--- Your task ---
Word for word, the records below are to be set down again.

--- Dataset excerpts ---
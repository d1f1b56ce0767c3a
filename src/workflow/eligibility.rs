use std::fmt;

use crate::types::EligibilityStatus;
use crate::types::EligibilityStatus::{Eligible, MenungguBk, MenungguKepsek, TidakEligible};

/// Who is acting on a student's eligibility.
#[derive(Debug, Clone, Copy, PartialEq, Eq)]
pub enum Reviewer {
    Counselor,
    Principal,
}

impl fmt::Display for Reviewer {
    fn fmt(&self, f: &mut fmt::Formatter<'_>) -> fmt::Result {
        match self {
            Reviewer::Counselor => f.write_str("counselor"),
            Reviewer::Principal => f.write_str("principal"),
        }
    }
}

#[derive(Debug, Clone, PartialEq, Eq)]
pub enum TransitionError {
    /// The student is not in the state this reviewer acts on.
    WrongSource {
        reviewer: Reviewer,
        expected: EligibilityStatus,
        actual: EligibilityStatus,
    },
    /// The requested target is not reachable for this reviewer.
    InvalidTarget {
        reviewer: Reviewer,
        target: EligibilityStatus,
    },
}

impl fmt::Display for TransitionError {
    fn fmt(&self, f: &mut fmt::Formatter<'_>) -> fmt::Result {
        match self {
            TransitionError::WrongSource {
                reviewer,
                expected,
                actual,
            } => write!(
                f,
                "Only students with status {expected} can be reviewed by the {reviewer} (current status: {actual})"
            ),
            TransitionError::InvalidTarget { reviewer, target } => {
                write!(f, "The {reviewer} cannot set eligibility to {target}")
            }
        }
    }
}

impl std::error::Error for TransitionError {}

/// (reviewer, source, allowed targets)
const TRANSITIONS: [(Reviewer, EligibilityStatus, [EligibilityStatus; 2]); 2] = [
    (Reviewer::Counselor, MenungguBk, [MenungguKepsek, TidakEligible]),
    (Reviewer::Principal, MenungguKepsek, [Eligible, TidakEligible]),
];

/// Validates a single eligibility step and returns the new status.
pub fn transition(
    reviewer: Reviewer,
    current: EligibilityStatus,
    target: EligibilityStatus,
) -> Result<EligibilityStatus, TransitionError> {
    let Some((_, source, targets)) = TRANSITIONS.iter().find(|(r, _, _)| *r == reviewer) else {
        return Err(TransitionError::InvalidTarget { reviewer, target });
    };

    if !targets.contains(&target) {
        return Err(TransitionError::InvalidTarget { reviewer, target });
    }

    if current != *source {
        return Err(TransitionError::WrongSource {
            reviewer,
            expected: *source,
            actual: current,
        });
    }

    Ok(target)
}

/// Approving a student as eligible also approves their registrations on the principal side.
#[must_use]
pub fn approves_registrations(target: EligibilityStatus) -> bool {
    target == Eligible
}
use std::path::Path;
use std::sync::Mutex;

use chrono::{DateTime, NaiveDate, SecondsFormat, Utc};
use rusqlite::types::{FromSql, FromSqlError, FromSqlResult, ToSqlOutput, ValueRef};
use rusqlite::{Connection, OptionalExtension, Row, ToSql, params};

use super::schema::SCHEMA;
use super::{RegistrationFilter, Store};
use crate::error::{Error, Result};
use crate::types::*;

pub struct SqliteStore {
    conn: Mutex<Connection>,
}

impl SqliteStore {
    pub fn new<P: AsRef<Path>>(db_path: P) -> Result<Self> {
        let conn = Connection::open(db_path)?;

        conn.pragma_update(None, "foreign_keys", "ON")?;
        conn.pragma_update(None, "journal_mode", "WAL")?;

        Ok(Self {
            conn: Mutex::new(conn),
        })
    }

    fn conn(&self) -> std::sync::MutexGuard<'_, Connection> {
        self.conn.lock().unwrap_or_else(|e| e.into_inner())
    }

    /// Returns a guard to the underlying database connection.
    /// This allows consuming applications to execute custom SQL.
    pub fn connection(&self) -> std::sync::MutexGuard<'_, Connection> {
        self.conn()
    }
}

macro_rules! sql_text_enum {
    ($($ty:ty),*) => {
        $(
            impl ToSql for $ty {
                fn to_sql(&self) -> rusqlite::Result<ToSqlOutput<'_>> {
                    Ok(ToSqlOutput::from(self.as_str()))
                }
            }

            impl FromSql for $ty {
                fn column_result(value: ValueRef<'_>) -> FromSqlResult<Self> {
                    let s = value.as_str()?;
                    <$ty>::parse(s).ok_or_else(|| {
                        FromSqlError::Other(
                            format!("invalid {} value: {s}", stringify!($ty)).into(),
                        )
                    })
                }
            }
        )*
    };
}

--- Finished exercise ---
repository d1f1b56ce0767c3a
filename src/workflow/eligibility.rs
use std::fmt;

use crate::types::EligibilityStatus;
use crate::types::EligibilityStatus::{Eligible, MenungguBk, MenungguKepsek, TidakEligible};

/// Who is acting on a student's eligibility.
#[derive(Debug, Clone, Copy, PartialEq, Eq)]
pub enum Reviewer {
    Counselor,
    Principal,
}

impl fmt::Display for Reviewer {
    fn fmt(&self, f: &mut fmt::Formatter<'_>) -> fmt::Result {
        match self {
            Reviewer::Counselor => f.write_str("counselor"),
            Reviewer::Principal => f.write_str("principal"),
        }
    }
}

#[derive(Debug, Clone, PartialEq, Eq)]
pub enum TransitionError {
    /// The student is not in the state this reviewer acts on.
    WrongSource {
        reviewer: Reviewer,
        expected: EligibilityStatus,
        actual: EligibilityStatus,
    },
    /// The requested target is not reachable for this reviewer.
    InvalidTarget {
        reviewer: Reviewer,
        target: EligibilityStatus,
    },
}

impl fmt::Display for TransitionError {
    fn fmt(&self, f: &mut fmt::Formatter<'_>) -> fmt::Result {
        match self {
            TransitionError::WrongSource {
                reviewer,
                expected,
                actual,
            } => write!(
                f,
                "Only students with status {expected} can be reviewed by the {reviewer} (current status: {actual})"
            ),
            TransitionError::InvalidTarget { reviewer, target } => {
                write!(f, "The {reviewer} cannot set eligibility to {target}")
            }
        }
    }
}

impl std::error::Error for TransitionError {}

/// (reviewer, source, allowed targets)
const TRANSITIONS: [(Reviewer, EligibilityStatus, [EligibilityStatus; 2]); 2] = [
    (Reviewer::Counselor, MenungguBk, [MenungguKepsek, TidakEligible]),
    (Reviewer::Principal, MenungguKepsek, [Eligible, TidakEligible]),
];

/// Validates a single eligibility step and returns the new status.
pub fn transition(
    reviewer: Reviewer,
    current: EligibilityStatus,
    target: EligibilityStatus,
) -> Result<EligibilityStatus, TransitionError> {
    let Some((_, source, targets)) = TRANSITIONS.iter().find(|(r, _, _)| *r == reviewer) else {
        return Err(TransitionError::InvalidTarget { reviewer, target });
    };

    if !targets.contains(&target) {
        return Err(TransitionError::InvalidTarget { reviewer, target });
    }

    if current != *source {
        return Err(TransitionError::WrongSource {
            reviewer,
            expected: *source,
            actual: current,
        });
    }

    Ok(target)
}

/// Approving a student as eligible also approves their registrations on the principal side.
#[must_use]
pub fn approves_registrations(target: EligibilityStatus) -> bool {
    target == Eligible
}
use std::path::Path;
use std::sync::Mutex;

use chrono::{DateTime, NaiveDate, SecondsFormat, Utc};
use rusqlite::types::{FromSql, FromSqlError, FromSqlResult, ToSqlOutput, ValueRef};
use rusqlite::{Connection, OptionalExtension, Row, ToSql, params};

use super::schema::SCHEMA;
use super::{RegistrationFilter, Store};
use crate::error::{Error, Result};
use crate::types::*;

pub struct SqliteStore {
    conn: Mutex<Connection>,
}

impl SqliteStore {
    pub fn new<P: AsRef<Path>>(db_path: P) -> Result<Self> {
        let conn = Connection::open(db_path)?;

        conn.pragma_update(None, "foreign_keys", "ON")?;
        conn.pragma_update(None, "journal_mode", "WAL")?;

        Ok(Self {
            conn: Mutex::new(conn),
        })
    }

    fn conn(&self) -> std::sync::MutexGuard<'_, Connection> {
        self.conn.lock().unwrap_or_else(|e| e.into_inner())
    }

    /// Returns a guard to the underlying database connection.
    /// This allows consuming applications to execute custom SQL.
    pub fn connection(&self) -> std::sync::MutexGuard<'_, Connection> {
        self.conn()
    }
}

macro_rules! sql_text_enum {
    ($($ty:ty),*) => {
        $(
            impl ToSql for $ty {
                fn to_sql(&self) -> rusqlite::Result<ToSqlOutput<'_>> {
                    Ok(ToSqlOutput::from(self.as_str()))
                }
            }

            impl FromSql for $ty {
                fn column_result(value: ValueRef<'_>) -> FromSqlResult<Self> {
                    let s = value.as_str()?;
                    <$ty>::parse(s).ok_or_else(|| {
                        FromSqlError::Other(
                            format!("invalid {} value: {s}", stringify!($ty)).into(),
                        )
                    })
                }
            }
        )*
    };
}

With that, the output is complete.